The first question can be answered using the process of scenario discovery [9,10], where clustering analyses are used to find combinations of uncertain variables that best predict a particular outcome defined in terms of performance measure thresholds. The outcome defined by these thresholds can be either good or bad, but typically it will reflect a critical vulnerability in the system. Following Kasprzyk et al. (2013), the MORDM approach allows these thresholds to be defined in terms of multiple objectives. Lempert et al. (2008) [11] compared different clustering approaches and favored the Patient Rule Induction Method (PRIM, [12])  for its ease-of-use and interactivity. PRIM works by identifying a subsection of the space of uncertain variables in which the performance thresholds are likely to be crossed. It returns which uncertainties are most likely to contribute to these vulnerabilities and, importantly, at which values this is likely to occur. An implementation of PRIM in the R language is freely available (Bryant, 2009).

The second question—the selection of a robust solution—is a highly interactive process and thus cannot follow a concrete set of steps. Particularly in the case of MORDM, identifying a robust solution strongly depends on the ability to visualize data in multiple dimensions (see Kasprzyk et al., 2013 for examples). Ideally, a robust solution will have good performance in the base state of the world, as well as minimal deviation from that performance across the ensemble of sampled states of the world. It is not uncommon for the solutions with the best performance in the base state of the world to be vulnerable to deviation otherwise, as this represents overfitting to the base state without considering deep uncertainties. The outcome of this analysis will be model-specific, however. Some uncertain variables may not affect performance at all, while others may have major impacts.

This has been a high-level overview of the concepts and methods related to RDM. For in-depth studies and example figures, please refer to the references below. Thanks for reading!

References:

[1] Knight, F.H. 1921. Risk, Uncertainty, and Profit. Houghton Mifflin, Boston, MA.

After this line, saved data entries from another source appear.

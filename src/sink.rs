//! The sink capability and the simple sinks.

use crate::format::Formatter;
use crate::selflog::FailureLatch;
use crate::{Event, SelfLog};
use std::io::{self, Write};
use std::sync::{Arc, Mutex, PoisonError};

/// A destination for events.
///
/// `emit` never fails: a sink that cannot write reports through its
/// [`SelfLog`] and carries on, so logging can never take the application down.
pub trait Sink: Send + Sync {
    /// Write one event.
    fn emit(&self, event: &Event);

    /// Push any buffered output to its destination.
    fn flush(&self) {}

    /// Flush and release resources. Later calls to `emit` do nothing.
    fn dispose(&self) {}
}

impl<S: Sink + ?Sized> Sink for Arc<S> {
    fn emit(&self, event: &Event) {
        (**self).emit(event)
    }

    fn flush(&self) {
        (**self).flush()
    }

    fn dispose(&self) {
        (**self).dispose()
    }
}

impl<S: Sink + ?Sized> Sink for Box<S> {
    fn emit(&self, event: &Event) {
        (**self).emit(event)
    }

    fn flush(&self) {
        (**self).flush()
    }

    fn dispose(&self) {
        (**self).dispose()
    }
}

/// Discards every event. Stands in for sinks that could not be built.
#[derive(Debug, Default, Clone, Copy)]
pub struct NullSink;

impl Sink for NullSink {
    fn emit(&self, _event: &Event) {}
}

/// Writes formatted events to standard output.
pub struct ConsoleSink {
    formatter: Box<dyn Formatter>,
    output: Mutex<Box<dyn Write + Send>>,
    failures: FailureLatch,
}

impl ConsoleSink {
    /// Write to standard output.
    pub fn new(formatter: impl Formatter + 'static) -> Self {
        Self::with_writer(formatter, io::stdout())
    }

    /// Write to any stream instead of standard output.
    pub fn with_writer(
        formatter: impl Formatter + 'static,
        writer: impl Write + Send + 'static,
    ) -> Self {
        Self {
            formatter: Box::new(formatter),
            output: Mutex::new(Box::new(writer)),
            failures: FailureLatch::new(SelfLog::new()),
        }
    }

    /// Report formatting failures to `selflog`.
    pub fn with_selflog(mut self, selflog: SelfLog) -> Self {
        self.failures = FailureLatch::new(selflog);
        self
    }
}

impl Sink for ConsoleSink {
    fn emit(&self, event: &Event) {
        let mut record = Vec::with_capacity(256);
        if let Err(e) = self.formatter.format(event, &mut record) {
            self.failures
                .report(|| format!("Unable to format event for console: {}", e));
            return;
        }

        // A closed or broken console is not worth reporting.
        let mut output = self.output.lock().unwrap_or_else(PoisonError::into_inner);
        let _ = output.write_all(&record).and_then(|()| output.flush());
    }

    fn flush(&self) {
        let mut output = self.output.lock().unwrap_or_else(PoisonError::into_inner);
        let _ = output.flush();
    }
}

#[cfg(test)]
mod tests {
    use super::*;
    use crate::{JsonFormatter, Level, Result};

    #[derive(Clone, Default)]
    struct SharedBuf(Arc<Mutex<Vec<u8>>>);

    impl Write for SharedBuf {
        fn write(&mut self, buf: &[u8]) -> io::Result<usize> {
            self.0.lock().unwrap().extend_from_slice(buf);
            Ok(buf.len())
        }

        fn flush(&mut self) -> io::Result<()> {
            Ok(())
        }
    }

    struct BrokenPipe;

    impl Write for BrokenPipe {
        fn write(&mut self, _buf: &[u8]) -> io::Result<usize> {
            Err(io::Error::new(io::ErrorKind::BrokenPipe, "closed"))
        }

        fn flush(&mut self) -> io::Result<()> {
            Err(io::Error::new(io::ErrorKind::BrokenPipe, "closed"))
        }
    }

    struct FailingFormatter;

    impl Formatter for FailingFormatter {
        fn format(&self, _event: &Event, _output: &mut dyn Write) -> Result<()> {
            Err(crate::Error::Config("cannot format".to_string()))
        }
    }

    #[test]
    fn test_console_sink_writes_json_lines() {
        let buf = SharedBuf::default();
        let sink = ConsoleSink::with_writer(JsonFormatter::new(), buf.clone());

        sink.emit(&Event::new(Level::Information, "first"));
        sink.emit(&Event::new(Level::Error, "second"));

        let text = String::from_utf8(buf.0.lock().unwrap().clone()).unwrap();
        let lines: Vec<&str> = text.lines().collect();
        assert_eq!(lines.len(), 2);
        assert!(lines[0].contains("\"MessageTemplate\":\"first\""));
        assert!(lines[1].contains("\"Level\":\"Error\""));
    }

    #[test]
    fn test_console_sink_swallows_broken_stream() {
        let sink = ConsoleSink::with_writer(JsonFormatter::new(), BrokenPipe);
        sink.emit(&Event::new(Level::Information, "lost"));
        sink.flush();
    }

    #[test]
    fn test_console_sink_reports_format_failure_once() {
        let selflog = SelfLog::capturing();
        let buf = SharedBuf::default();
        let sink =
            ConsoleSink::with_writer(FailingFormatter, buf.clone()).with_selflog(selflog.clone());

        sink.emit(&Event::new(Level::Information, "a"));
        sink.emit(&Event::new(Level::Information, "b"));

        assert!(buf.0.lock().unwrap().is_empty());
        assert_eq!(selflog.entries().len(), 1);
    }

    #[test]
    fn test_null_sink_accepts_everything() {
        let sink = NullSink;
        sink.emit(&Event::new(Level::Fatal, "ignored"));
        sink.flush();
        sink.dispose();
    }
}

[2] Lempert, R.J. 2002. A new decision sciences for complex systems. Proceedings of the National Academy of Sciences 99, 7309-7313.

[3] Ibid.

[4] Bryant, B.P., Lempert, R.J., 2010. Thinking inside the box: a participatory, computer-assisted approach to scenario discovery. Technological Forecasting and Social Change 77, 34-49.

[5] Joseph R. Kasprzyk, Shanthi Nataraj, Patrick M. Reed, Robert J. Lempert, Many objective robust decision making for complex environmental systems undergoing change, Environmental Modelling & Software, Volume 42, April 2013, Pages 55-71, ISSN 1364-8152, 10.1016/j.envsoft.2012.12.007.

[6] Lempert, R.J., Popper, S.W., Bankes, S.C., 2003. Shaping the Next One Hundred Years: New Methods for Quantitative, Long-term Policy Analysis. RAND, Santa Monica, CA.

[7] Bryant and Lempert, 2010.

[8] Kasprzyk et al. (2013)

[9] Lempert, R.J., Bryant, B.P., Bankes, S.C., 2008. Comparing algorithms for scenario discovery. Technical Report WR-557-NSF. RAND.

[10] Lempert, R.J., 2012. Scenarios that illuminate vulnerabilities and robust responses. Climatic Change.

[11] Lempert et al., 2008.

[12] Friedman, J.H, Fisher, N., 1999. Bump hunting in high-dimensional data. Statistics and Computing 9, 123-143.